Please report how many lines in the data underneath hold the word "SeedError", with no other text.
[Start of section]
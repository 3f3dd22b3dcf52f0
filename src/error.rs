use thiserror::Error;

use crate::config::ConfigurationError;
use crate::messaging::QueueError;
use crate::seed::SeedError;
use crate::state_machine::StateMachineError;
use crate::storage::{ArtifactError, StoreError};

/// Crate-level error returned by the submission surface and the graph builder.
///
/// Execution failures inside a worker never surface here; they are folded
/// into the task's terminal state by the executor.
#[derive(Debug, Error)]
pub enum DockingError {
    #[error("Invalid input: {0}")]
    InvalidInput(String),

    #[error("Unknown preset: {0}")]
    UnknownPreset(String),

    #[error("{entity} not found: {id}")]
    NotFound { entity: &'static str, id: String },

    #[error("Cannot cancel task {task_id} with status {status}")]
    CannotCancel {
        task_id: uuid::Uuid,
        status: crate::state_machine::TaskState,
    },

    #[error(transparent)]
    Store(#[from] StoreError),

    #[error(transparent)]
    Artifact(#[from] ArtifactError),

    #[error(transparent)]
    StateMachine(#[from] StateMachineError),

    #[error(transparent)]
    Configuration(#[from] ConfigurationError),

    #[error(transparent)]
    Queue(#[from] QueueError),

    #[error(transparent)]
    Seed(#[from] SeedError),
}

impl DockingError {
    pub fn not_found(entity: &'static str, id: impl ToString) -> Self {
        Self::NotFound {
            entity,
            id: id.to_string(),
        }
    }

    /// Input errors are rejected synchronously and never reach the queue
    pub fn is_input_error(&self) -> bool {
        matches!(
            self,
            Self::InvalidInput(_) | Self::UnknownPreset(_) | Self::NotFound { .. }
        )
    }
}

pub type Result<T> = std::result::Result<T, DockingError>;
[End of section]
# SOLUTION TO THIS TASK
2